- Source material -
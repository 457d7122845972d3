mod cfg;
mod edge;
mod vertex;

pub use cfg::{Cfg, CfgKind, CfgRef, FlattenedVariable, Label};
pub use edge::{Edge, EdgeKind};
pub use vertex::{Vertex, VertexKind};
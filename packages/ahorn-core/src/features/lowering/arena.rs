//! Arena traversal shared by the passes

use rustc_hash::FxHashSet;

use crate::features::flow_graph::{Cfg, CfgRef, Label};
use crate::shared::models::DataType;

/// CFGs reachable from `program` through derived-type interface
/// variables, callees before callers; the program itself is last and
/// not part of the returned refs (it is the argument).
pub(crate) fn reachable_callee_first(program: &Cfg) -> Vec<CfgRef> {
    let mut order = Vec::new();
    let mut visited = FxHashSet::default();
    visited.insert(program.name().to_string());
    visit(program, &mut order, &mut visited);
    order
}

fn visit(cfg: &Cfg, order: &mut Vec<CfgRef>, visited: &mut FxHashSet<String>) {
    for variable in cfg.interface().variables() {
        if let DataType::Derived { type_name } = &variable.data_type {
            if visited.insert(type_name.clone()) {
                if let Ok(callee) = cfg.cfg(type_name) {
                    visit(&callee, order, visited);
                    order.push(callee);
                }
            }
        }
    }
}

/// Highest label in use across the program CFG and all reachable
/// callees; fresh labels of a pass start above it.
pub(crate) fn max_label(program: &Cfg) -> Label {
    let mut max = program.labels().max().unwrap_or(0);
    for callee in reachable_callee_first(program) {
        max = max.max(callee.labels().max().unwrap_or(0));
    }
    max
}
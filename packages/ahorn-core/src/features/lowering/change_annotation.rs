//! Change-annotation collection
//!
//! Collects the labels of all vertices, across the program CFG and
//! its callees, whose instruction carries a change annotation. The
//! shadow engine uses the set to select change-traversing test cases.

use std::collections::BTreeSet;

use rustc_hash::FxHashSet;

use crate::features::flow_graph::{Cfg, Label};

pub struct ChangeAnnotationCollectionPass;

impl ChangeAnnotationCollectionPass {
    pub fn new() -> Self {
        Self
    }

    pub fn apply(&self, program: &Cfg) -> BTreeSet<Label> {
        let mut labels = BTreeSet::new();
        let mut visited = FxHashSet::default();
        collect(program, &mut labels, &mut visited);
        labels
    }
}

impl Default for ChangeAnnotationCollectionPass {
    fn default() -> Self {
        Self::new()
    }
}

fn collect(cfg: &Cfg, labels: &mut BTreeSet<Label>, visited: &mut FxHashSet<String>) {
    if !visited.insert(cfg.name().to_string()) {
        return;
    }
    for vertex in cfg.vertices() {
        if let Some(instruction) = vertex.instruction() {
            if instruction.contains_change() {
                labels.insert(vertex.label());
            }
        }
    }
    for callee in cfg.callees() {
        collect(&callee, labels, visited);
    }
}

#[cfg(test)]
mod tests {
    use super::*;
    use crate::features::flow_graph::Builder;
    use crate::shared::models::{
        BinaryOperator, DataType, Expression, Instruction, Interface, Module, ModuleKind,
        Project, Section, Variable,
    };

    #[test]
    fn test_change_annotated_if_is_collected() {
        let interface = Interface::new(vec![
            Variable::new("a", DataType::Int, Section::Input),
            Variable::new("x", DataType::Int, Section::Output),
        ]);
        // old: a < 0, new: a <= 0
        let condition = Expression::change(
            Expression::binary(
                BinaryOperator::LessThan,
                Expression::access("a"),
                Expression::IntegerConstant(0),
            ),
            Expression::binary(
                BinaryOperator::LessThanOrEqual,
                Expression::access("a"),
                Expression::IntegerConstant(0),
            ),
        );
        let body = vec![Instruction::if_then_else(
            condition,
            vec![Instruction::assign("x", Expression::IntegerConstant(0))],
            vec![Instruction::assign("x", Expression::IntegerConstant(1))],
        )];
        let project = Project::new(vec![Module::new(ModuleKind::Program, "P", interface, body)]);
        let cfg = Builder::new(&project).build().unwrap();
        let labels = ChangeAnnotationCollectionPass::new().apply(&cfg);
        assert_eq!(labels.len(), 1);
        let vertex = cfg.vertex(*labels.iter().next().unwrap()).unwrap();
        assert!(matches!(vertex.instruction(), Some(Instruction::If { .. })));
    }
}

- About this exercise -
Find and count the lines of the data that include the string "BinaryOperator", and report that figure by itself.

- Solution for this problem -
3